HOW NOW, BROWN SOUND?
Sound engineer Nigel Buchan delivers the brown sound to the world through an Audio Analysts P.A. consisting of sixty S-4 cabinets with 1,000 watts and ten speakers each (two 18-inch, four 10-inch, two horns, and two high frequency units, all JBL). The system is highly modular, taking just an hour and forty-five minutes to go from truck to blasting.
The monitor system, which has wedges (with two 15- inch, two horns and a high frequency unit) buried under grates all over the stage in strategic areas, contributes another 16,000 watts. “That’s bigger than most bands on the theater circuit take out for their house system,” says Buchan, “Van Halen plays at a staggering volume onstage. 134 dB. And we have no monitoring problems whatsoever This must be the first band in history to ask for the monitoring system to be turned down.”

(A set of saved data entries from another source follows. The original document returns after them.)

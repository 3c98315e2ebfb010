use std::fmt;

use chrono::{DateTime, NaiveDate, Utc};
use serde::{Deserialize, Serialize};
use thiserror::Error;

use shared_models::error::AppError;

// ==============================================================================
// REMINDER MODELS
// ==============================================================================

#[derive(Debug, Clone, Copy, Default, PartialEq, Eq, Serialize, Deserialize)]
#[serde(rename_all = "snake_case")]
pub enum ReminderFrequency {
    #[default]
    Daily,
    TwiceDaily,
    ThreeTimes,
    Weekly,
    AsNeeded,
}

impl ReminderFrequency {
    pub fn as_str(&self) -> &'static str {
        match self {
            ReminderFrequency::Daily => "daily",
            ReminderFrequency::TwiceDaily => "twice_daily",
            ReminderFrequency::ThreeTimes => "three_times",
            ReminderFrequency::Weekly => "weekly",
            ReminderFrequency::AsNeeded => "as_needed",
        }
    }

    pub fn display_name(&self) -> &'static str {
        match self {
            ReminderFrequency::Daily => "Daily",
            ReminderFrequency::TwiceDaily => "Twice Daily",
            ReminderFrequency::ThreeTimes => "Three Times Daily",
            ReminderFrequency::Weekly => "Weekly",
            ReminderFrequency::AsNeeded => "As Needed",
        }
    }
}

impl fmt::Display for ReminderFrequency {
    fn fmt(&self, f: &mut fmt::Formatter<'_>) -> fmt::Result {
        f.write_str(self.as_str())
    }
}

/// A stored `medicine_reminders` row.
#[derive(Debug, Clone, Serialize, Deserialize)]
pub struct MedicineReminder {
    pub id: String,
    pub user_id: String,
    pub medicine_name: String,
    pub dosage: String,
    pub frequency: ReminderFrequency,
    #[serde(default)]
    pub time_slots: Vec<String>,
    pub start_date: NaiveDate,
    #[serde(default)]
    pub end_date: Option<NaiveDate>,
    #[serde(default)]
    pub notes: Option<String>,
    pub is_active: bool,
    #[serde(default)]
    pub created_at: Option<DateTime<Utc>>,
}

/// Add/edit form. A missing start date means today.
#[derive(Debug, Clone, Default, Serialize, Deserialize)]
#[serde(default)]
pub struct ReminderForm {
    pub medicine_name: String,
    pub dosage: String,
    pub frequency: ReminderFrequency,
    pub time_slots: Vec<String>,
    pub start_date: Option<NaiveDate>,
    pub end_date: Option<NaiveDate>,
    pub notes: Option<String>,
}

#[derive(Debug, Clone, PartialEq, Serialize)]
pub struct NewReminder {
    pub user_id: String,
    pub medicine_name: String,
    pub dosage: String,
    pub frequency: ReminderFrequency,
    pub time_slots: Vec<String>,
    pub start_date: NaiveDate,
    pub end_date: Option<NaiveDate>,
    pub notes: Option<String>,
    pub is_active: bool,
}

// ==============================================================================
// ERROR TYPES
// ==============================================================================

#[derive(Debug, Clone, PartialEq, Eq, Error)]
pub enum ReminderValidationError {
    #[error("{0} is required")]
    MissingField(&'static str),

    #[error("At least one reminder time is required")]
    NoTimeSlots,

    #[error("Reminder time {0} is not a valid HH:MM time")]
    InvalidTimeSlot(String),

    #[error("End date {end} is before start date {start}")]
    EndBeforeStart { start: NaiveDate, end: NaiveDate },
}

#[derive(Debug, Error)]
pub enum ReminderError {
    #[error("Medicine reminder not found: {0}")]
    NotFound(String),

    #[error(transparent)]
    Validation(#[from] ReminderValidationError),

    #[error("Deleting a reminder must be confirmed")]
    ConfirmationRequired,

    #[error("Database error: {0}")]
    Database(String),

    #[error("Malformed medicine reminder: {0}")]
    Decode(String),

    #[error("Store returned no row for the new reminder")]
    NotPersisted,
}

impl From<ReminderError> for AppError {
    fn from(err: ReminderError) -> Self {
        match err {
            ReminderError::NotFound(_) => AppError::NotFound(err.to_string()),
            ReminderError::Validation(_) | ReminderError::ConfirmationRequired => {
                AppError::ValidationError(err.to_string())
            }
            ReminderError::Database(_) | ReminderError::Decode(_) | ReminderError::NotPersisted => {
                AppError::Database(err.to_string())
            }
        }
    }
}
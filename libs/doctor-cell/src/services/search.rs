use std::sync::atomic::{AtomicBool, Ordering};
use std::sync::{Mutex, MutexGuard, PoisonError};

use serde::Serialize;
use tracing::{debug, info};

use crate::models::{DoctorProfile, LocationCoords, LocationError};
use crate::services::directory::DoctorDirectory;
use crate::services::location::{LocationResolver, PositionProvider};

#[derive(Debug, Clone, Copy, PartialEq, Eq, Serialize)]
#[serde(rename_all = "kebab-case")]
pub enum SearchState {
    Idle,
    LocationLoading,
    LocationError,
    Searching,
    ResultsShown,
}

/// Whether a request was carried out or dropped because another one was in flight.
#[derive(Debug, Clone, Copy, PartialEq, Eq)]
pub enum RequestOutcome {
    Completed,
    Ignored,
}

#[derive(Debug, Clone)]
pub struct SearchSnapshot {
    pub state: SearchState,
    pub specialization: Option<String>,
    pub origin: Option<LocationCoords>,
    pub results: Vec<&'static DoctorProfile>,
    pub error: Option<LocationError>,
}

#[derive(Debug)]
struct SearchView {
    state: SearchState,
    specialization: Option<String>,
    origin: Option<LocationCoords>,
    results: Vec<&'static DoctorProfile>,
    error: Option<LocationError>,
}

/// Drives the doctor finder: specialization filter, optional location sort
/// and at most one outstanding request at a time.
pub struct SearchController {
    directory: DoctorDirectory,
    view: Mutex<SearchView>,
    busy: AtomicBool,
}

struct BusyGuard<'a>(&'a AtomicBool);

impl Drop for BusyGuard<'_> {
    fn drop(&mut self) {
        self.0.store(false, Ordering::Release);
    }
}

impl Default for SearchController {
    fn default() -> Self {
        Self::new(DoctorDirectory::default())
    }
}

impl SearchController {
    pub fn new(directory: DoctorDirectory) -> Self {
        Self {
            directory,
            view: Mutex::new(SearchView {
                state: SearchState::Idle,
                specialization: None,
                origin: None,
                results: Vec::new(),
                error: None,
            }),
            busy: AtomicBool::new(false),
        }
    }

    /// Shows the full catalog in its original order.
    pub fn open(&self) {
        let mut view = self.view();
        view.results = self.directory.get_filtered_doctors(None, None);
        view.state = SearchState::ResultsShown;
        debug!("Doctor finder opened with {} doctors", view.results.len());
    }

    pub fn select_specialization(&self, specialization: Option<&str>) {
        let selected = specialization
            .map(str::trim)
            .filter(|s| !s.is_empty())
            .map(str::to_string);
        self.view().specialization = selected;
    }

    /// Re-runs the filter with the current specialization and any known origin.
    pub fn search(&self) -> RequestOutcome {
        let Some(_guard) = self.try_begin() else {
            debug!("Search ignored while another request is outstanding");
            return RequestOutcome::Ignored;
        };

        let mut view = self.view();
        view.state = SearchState::Searching;
        view.results = self
            .directory
            .get_filtered_doctors(view.specialization.as_deref(), view.origin);
        view.state = SearchState::ResultsShown;

        info!(
            "Doctor search for {:?} returned {} results",
            view.specialization,
            view.results.len()
        );
        RequestOutcome::Completed
    }

    /// Resolves the user's position and re-sorts the current results by distance.
    /// On failure the results are left as they were.
    pub async fn locate<P: PositionProvider>(&self, resolver: &LocationResolver<P>) -> RequestOutcome {
        let Some(_guard) = self.try_begin() else {
            debug!("Location request ignored while another request is outstanding");
            return RequestOutcome::Ignored;
        };

        {
            let mut view = self.view();
            view.state = SearchState::LocationLoading;
            view.error = None;
        }

        let resolved = resolver.get_current_location().await;

        let mut view = self.view();
        match resolved {
            Ok(origin) => {
                view.origin = Some(origin);
                view.results = self
                    .directory
                    .get_filtered_doctors(view.specialization.as_deref(), Some(origin));
                view.state = SearchState::ResultsShown;
            }
            Err(err) => {
                view.error = Some(err);
                view.state = SearchState::LocationError;
            }
        }

        RequestOutcome::Completed
    }

    /// Clears the filter, the location sort and any error.
    pub fn reset(&self) {
        let mut view = self.view();
        view.specialization = None;
        view.origin = None;
        view.error = None;
        view.results = self.directory.get_filtered_doctors(None, None);
        view.state = SearchState::ResultsShown;
    }

    pub fn is_busy(&self) -> bool {
        self.busy.load(Ordering::Acquire)
    }

    pub fn snapshot(&self) -> SearchSnapshot {
        let view = self.view();
        SearchSnapshot {
            state: view.state,
            specialization: view.specialization.clone(),
            origin: view.origin,
            results: view.results.clone(),
            error: view.error.clone(),
        }
    }

    fn try_begin(&self) -> Option<BusyGuard<'_>> {
        self.busy
            .compare_exchange(false, true, Ordering::AcqRel, Ordering::Acquire)
            .ok()
            .map(|_| BusyGuard(&self.busy))
    }

    fn view(&self) -> MutexGuard<'_, SearchView> {
        self.view.lock().unwrap_or_else(PoisonError::into_inner)
    }
}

Through this aural colossus, Eddie plays a Kramer copy (“The simplest, most stripped down form of musical instrument there is.”) of his original customized Stratocaster that is now out to pasture except for studio work. His amps are the usual old Marshalls. His synth is the Oberheim OB-8.
Michael Anthony has four basses of choice. 1) a Yamaha Broad bass 2000 (never actually produced in the States) with Schacter pickups and a neck he has narrowed for better access to the top frets: 2) a custom Zeta in the shape of a Jack Daniels bottle with pickups in the saddle of the bridge (“sounds punchy as hell”), a body carved by Charvel and a paint job by Chuck Wild Studios; 3) a Kramer for throwing off the top of his amp stack (“I’ve never had a problem with the neck snapping and I jump on it full force.”) and 4) a Steinberger with split EMG pickups for studio use As for amplifiers, he’s all SVT onstage and in the studio prefers an old Ampeg B-15 with the flip head.
Alex throttles a drum kit that could double as the set of the next Star Wars installment: two double-headed kick drums in the middle (24-inch and 26-inch) and two single- headed kick drums (same width) on the outside. Inside each he has mounted a radial horn. All the shells are Ludwig for aesthetics with Simmons electronic drums mounted inside. Across the top he has mounted a set of Octabans and keeps his high end blazing with Paiste cymbals.